* _ASSIGNMENT_: Type the records out again in full, exactly.

* _EXCERPTED RECORDS_:
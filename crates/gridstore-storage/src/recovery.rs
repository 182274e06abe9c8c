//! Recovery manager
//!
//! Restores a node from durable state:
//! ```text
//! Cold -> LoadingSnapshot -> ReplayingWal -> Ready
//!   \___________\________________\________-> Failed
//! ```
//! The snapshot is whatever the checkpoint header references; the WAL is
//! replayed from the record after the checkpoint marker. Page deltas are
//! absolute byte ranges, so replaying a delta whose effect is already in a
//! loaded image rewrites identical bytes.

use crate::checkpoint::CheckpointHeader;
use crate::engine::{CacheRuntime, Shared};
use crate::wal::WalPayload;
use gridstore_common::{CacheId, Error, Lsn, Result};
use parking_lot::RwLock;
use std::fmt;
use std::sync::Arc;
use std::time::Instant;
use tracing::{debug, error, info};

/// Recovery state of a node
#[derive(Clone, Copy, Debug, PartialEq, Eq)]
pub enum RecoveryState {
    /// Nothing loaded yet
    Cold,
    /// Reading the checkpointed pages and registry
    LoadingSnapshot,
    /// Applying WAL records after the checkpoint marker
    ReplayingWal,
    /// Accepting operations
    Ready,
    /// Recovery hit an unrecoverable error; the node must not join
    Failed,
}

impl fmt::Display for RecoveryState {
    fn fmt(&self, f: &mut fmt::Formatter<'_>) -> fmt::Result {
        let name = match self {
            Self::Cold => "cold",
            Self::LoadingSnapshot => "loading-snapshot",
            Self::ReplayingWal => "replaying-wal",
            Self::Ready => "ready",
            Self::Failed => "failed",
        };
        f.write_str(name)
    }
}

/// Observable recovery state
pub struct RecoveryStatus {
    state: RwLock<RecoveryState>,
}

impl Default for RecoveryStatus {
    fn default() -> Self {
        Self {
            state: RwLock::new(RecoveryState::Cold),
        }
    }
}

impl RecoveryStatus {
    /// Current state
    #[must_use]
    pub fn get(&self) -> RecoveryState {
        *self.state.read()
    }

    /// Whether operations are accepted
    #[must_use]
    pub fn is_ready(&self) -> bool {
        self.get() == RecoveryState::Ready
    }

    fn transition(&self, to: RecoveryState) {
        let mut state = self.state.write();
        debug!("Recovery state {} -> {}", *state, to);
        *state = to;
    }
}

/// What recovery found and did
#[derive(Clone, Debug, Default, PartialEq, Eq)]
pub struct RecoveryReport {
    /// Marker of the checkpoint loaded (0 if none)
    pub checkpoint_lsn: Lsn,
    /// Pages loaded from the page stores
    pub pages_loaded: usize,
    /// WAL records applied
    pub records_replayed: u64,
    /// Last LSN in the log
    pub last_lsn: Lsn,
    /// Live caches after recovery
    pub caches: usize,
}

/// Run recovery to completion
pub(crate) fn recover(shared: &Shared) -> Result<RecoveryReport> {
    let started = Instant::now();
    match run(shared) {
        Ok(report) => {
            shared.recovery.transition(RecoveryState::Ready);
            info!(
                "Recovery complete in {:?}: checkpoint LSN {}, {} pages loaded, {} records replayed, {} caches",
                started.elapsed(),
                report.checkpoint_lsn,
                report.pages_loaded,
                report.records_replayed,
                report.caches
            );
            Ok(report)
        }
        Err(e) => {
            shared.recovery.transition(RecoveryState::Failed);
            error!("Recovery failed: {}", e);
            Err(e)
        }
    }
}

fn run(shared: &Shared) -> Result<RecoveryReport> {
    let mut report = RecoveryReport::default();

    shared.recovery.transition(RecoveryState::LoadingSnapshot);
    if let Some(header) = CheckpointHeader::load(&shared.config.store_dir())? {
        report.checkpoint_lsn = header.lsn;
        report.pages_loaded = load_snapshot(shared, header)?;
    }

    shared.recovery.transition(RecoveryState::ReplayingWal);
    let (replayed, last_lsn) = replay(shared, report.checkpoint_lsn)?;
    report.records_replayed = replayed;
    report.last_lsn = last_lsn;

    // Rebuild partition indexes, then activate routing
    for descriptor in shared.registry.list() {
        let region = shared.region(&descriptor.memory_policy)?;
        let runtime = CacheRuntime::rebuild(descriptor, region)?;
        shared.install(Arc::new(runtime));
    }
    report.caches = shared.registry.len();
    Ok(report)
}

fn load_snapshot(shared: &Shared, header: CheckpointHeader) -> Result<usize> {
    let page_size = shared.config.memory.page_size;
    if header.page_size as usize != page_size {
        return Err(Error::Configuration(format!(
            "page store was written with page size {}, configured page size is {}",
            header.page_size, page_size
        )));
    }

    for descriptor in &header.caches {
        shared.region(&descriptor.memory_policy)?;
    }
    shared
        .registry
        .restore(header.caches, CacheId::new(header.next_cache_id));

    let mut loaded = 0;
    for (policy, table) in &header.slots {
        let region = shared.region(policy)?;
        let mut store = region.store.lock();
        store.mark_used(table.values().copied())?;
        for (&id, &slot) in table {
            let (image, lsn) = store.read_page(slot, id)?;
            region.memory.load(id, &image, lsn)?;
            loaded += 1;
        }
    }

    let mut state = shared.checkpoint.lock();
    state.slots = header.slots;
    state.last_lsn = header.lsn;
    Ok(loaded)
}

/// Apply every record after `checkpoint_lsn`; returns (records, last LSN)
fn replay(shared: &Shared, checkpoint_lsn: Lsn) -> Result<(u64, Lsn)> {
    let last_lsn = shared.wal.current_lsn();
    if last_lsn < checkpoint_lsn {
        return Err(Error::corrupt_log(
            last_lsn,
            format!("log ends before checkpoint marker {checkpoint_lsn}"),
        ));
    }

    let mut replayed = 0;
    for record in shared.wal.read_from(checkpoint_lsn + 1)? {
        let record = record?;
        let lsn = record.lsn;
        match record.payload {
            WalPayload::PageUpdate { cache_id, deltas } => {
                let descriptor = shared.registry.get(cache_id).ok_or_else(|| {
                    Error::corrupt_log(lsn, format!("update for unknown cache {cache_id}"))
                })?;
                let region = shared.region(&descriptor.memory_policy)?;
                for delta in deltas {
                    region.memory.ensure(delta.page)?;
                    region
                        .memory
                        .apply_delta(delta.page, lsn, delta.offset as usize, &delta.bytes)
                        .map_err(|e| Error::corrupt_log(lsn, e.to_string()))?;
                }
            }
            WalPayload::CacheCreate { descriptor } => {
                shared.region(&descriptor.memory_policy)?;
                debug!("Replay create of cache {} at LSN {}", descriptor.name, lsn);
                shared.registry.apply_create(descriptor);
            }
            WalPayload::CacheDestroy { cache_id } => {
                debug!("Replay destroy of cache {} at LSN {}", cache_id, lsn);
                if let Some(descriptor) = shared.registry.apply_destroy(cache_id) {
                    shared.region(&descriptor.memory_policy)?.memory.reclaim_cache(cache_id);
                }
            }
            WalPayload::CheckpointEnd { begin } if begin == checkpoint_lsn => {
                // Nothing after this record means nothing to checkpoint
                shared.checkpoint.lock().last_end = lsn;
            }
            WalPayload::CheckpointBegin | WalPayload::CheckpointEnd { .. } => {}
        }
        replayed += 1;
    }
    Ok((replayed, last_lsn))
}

* _RESULT FOR THIS EXERCISE_:
filename crates/gridstore-storage/src/recovery.rs
repository 182274e06abe9c8c
//! Recovery manager
//!
//! Restores a node from durable state:
//! ```text
//! Cold -> LoadingSnapshot -> ReplayingWal -> Ready
//!   \___________\________________\________-> Failed
//! ```
//! The snapshot is whatever the checkpoint header references; the WAL is
//! replayed from the record after the checkpoint marker. Page deltas are
//! absolute byte ranges, so replaying a delta whose effect is already in a
//! loaded image rewrites identical bytes.

use crate::checkpoint::CheckpointHeader;
use crate::engine::{CacheRuntime, Shared};
use crate::wal::WalPayload;
use gridstore_common::{CacheId, Error, Lsn, Result};
use parking_lot::RwLock;
use std::fmt;
use std::sync::Arc;
use std::time::Instant;
use tracing::{debug, error, info};

/// Recovery state of a node
#[derive(Clone, Copy, Debug, PartialEq, Eq)]
pub enum RecoveryState {
    /// Nothing loaded yet
    Cold,
    /// Reading the checkpointed pages and registry
    LoadingSnapshot,
    /// Applying WAL records after the checkpoint marker
    ReplayingWal,
    /// Accepting operations
    Ready,
    /// Recovery hit an unrecoverable error; the node must not join
    Failed,
}

impl fmt::Display for RecoveryState {
    fn fmt(&self, f: &mut fmt::Formatter<'_>) -> fmt::Result {
        let name = match self {
            Self::Cold => "cold",
            Self::LoadingSnapshot => "loading-snapshot",
            Self::ReplayingWal => "replaying-wal",
            Self::Ready => "ready",
            Self::Failed => "failed",
        };
        f.write_str(name)
    }
}

/// Observable recovery state
pub struct RecoveryStatus {
    state: RwLock<RecoveryState>,
}

impl Default for RecoveryStatus {
    fn default() -> Self {
        Self {
            state: RwLock::new(RecoveryState::Cold),
        }
    }
}

impl RecoveryStatus {
    /// Current state
    #[must_use]
    pub fn get(&self) -> RecoveryState {
        *self.state.read()
    }

    /// Whether operations are accepted
    #[must_use]
    pub fn is_ready(&self) -> bool {
        self.get() == RecoveryState::Ready
    }

    fn transition(&self, to: RecoveryState) {
        let mut state = self.state.write();
        debug!("Recovery state {} -> {}", *state, to);
        *state = to;
    }
}

/// What recovery found and did
#[derive(Clone, Debug, Default, PartialEq, Eq)]
pub struct RecoveryReport {
    /// Marker of the checkpoint loaded (0 if none)
    pub checkpoint_lsn: Lsn,
    /// Pages loaded from the page stores
    pub pages_loaded: usize,
    /// WAL records applied
    pub records_replayed: u64,
    /// Last LSN in the log
    pub last_lsn: Lsn,
    /// Live caches after recovery
    pub caches: usize,
}

/// Run recovery to completion
pub(crate) fn recover(shared: &Shared) -> Result<RecoveryReport> {
    let started = Instant::now();
    match run(shared) {
        Ok(report) => {
            shared.recovery.transition(RecoveryState::Ready);
            info!(
                "Recovery complete in {:?}: checkpoint LSN {}, {} pages loaded, {} records replayed, {} caches",
                started.elapsed(),
                report.checkpoint_lsn,
                report.pages_loaded,
                report.records_replayed,
                report.caches
            );
            Ok(report)
        }
        Err(e) => {
            shared.recovery.transition(RecoveryState::Failed);
            error!("Recovery failed: {}", e);
            Err(e)
        }
    }
}

fn run(shared: &Shared) -> Result<RecoveryReport> {
    let mut report = RecoveryReport::default();

    shared.recovery.transition(RecoveryState::LoadingSnapshot);
    if let Some(header) = CheckpointHeader::load(&shared.config.store_dir())? {
        report.checkpoint_lsn = header.lsn;
        report.pages_loaded = load_snapshot(shared, header)?;
    }

    shared.recovery.transition(RecoveryState::ReplayingWal);
    let (replayed, last_lsn) = replay(shared, report.checkpoint_lsn)?;
    report.records_replayed = replayed;
    report.last_lsn = last_lsn;

    // Rebuild partition indexes, then activate routing
    for descriptor in shared.registry.list() {
        let region = shared.region(&descriptor.memory_policy)?;
        let runtime = CacheRuntime::rebuild(descriptor, region)?;
        shared.install(Arc::new(runtime));
    }
    report.caches = shared.registry.len();
    Ok(report)
}

fn load_snapshot(shared: &Shared, header: CheckpointHeader) -> Result<usize> {
    let page_size = shared.config.memory.page_size;
    if header.page_size as usize != page_size {
        return Err(Error::Configuration(format!(
            "page store was written with page size {}, configured page size is {}",
            header.page_size, page_size
        )));
    }

    for descriptor in &header.caches {
        shared.region(&descriptor.memory_policy)?;
    }
    shared
        .registry
        .restore(header.caches, CacheId::new(header.next_cache_id));

    let mut loaded = 0;
    for (policy, table) in &header.slots {
        let region = shared.region(policy)?;
        let mut store = region.store.lock();
        store.mark_used(table.values().copied())?;
        for (&id, &slot) in table {
            let (image, lsn) = store.read_page(slot, id)?;
            region.memory.load(id, &image, lsn)?;
            loaded += 1;
        }
    }

    let mut state = shared.checkpoint.lock();
    state.slots = header.slots;
    state.last_lsn = header.lsn;
    Ok(loaded)
}

/// Apply every record after `checkpoint_lsn`; returns (records, last LSN)
fn replay(shared: &Shared, checkpoint_lsn: Lsn) -> Result<(u64, Lsn)> {
    let last_lsn = shared.wal.current_lsn();
    if last_lsn < checkpoint_lsn {
        return Err(Error::corrupt_log(
            last_lsn,
            format!("log ends before checkpoint marker {checkpoint_lsn}"),
        ));
    }

    let mut replayed = 0;
    for record in shared.wal.read_from(checkpoint_lsn + 1)? {
        let record = record?;
        let lsn = record.lsn;
        match record.payload {
            WalPayload::PageUpdate { cache_id, deltas } => {
                let descriptor = shared.registry.get(cache_id).ok_or_else(|| {
                    Error::corrupt_log(lsn, format!("update for unknown cache {cache_id}"))
                })?;
                let region = shared.region(&descriptor.memory_policy)?;
                for delta in deltas {
                    region.memory.ensure(delta.page)?;
                    region
                        .memory
                        .apply_delta(delta.page, lsn, delta.offset as usize, &delta.bytes)
                        .map_err(|e| Error::corrupt_log(lsn, e.to_string()))?;
                }
            }
            WalPayload::CacheCreate { descriptor } => {
                shared.region(&descriptor.memory_policy)?;
                debug!("Replay create of cache {} at LSN {}", descriptor.name, lsn);
                shared.registry.apply_create(descriptor);
            }
            WalPayload::CacheDestroy { cache_id } => {
                debug!("Replay destroy of cache {} at LSN {}", cache_id, lsn);
                if let Some(descriptor) = shared.registry.apply_destroy(cache_id) {
                    shared.region(&descriptor.memory_policy)?.memory.reclaim_cache(cache_id);
                }
            }
            WalPayload::CheckpointEnd { begin } if begin == checkpoint_lsn => {
                // Nothing after this record means nothing to checkpoint
                shared.checkpoint.lock().last_end = lsn;
            }
            WalPayload::CheckpointBegin | WalPayload::CheckpointEnd { .. } => {}
        }
        replayed += 1;
    }
    Ok((replayed, last_lsn))
}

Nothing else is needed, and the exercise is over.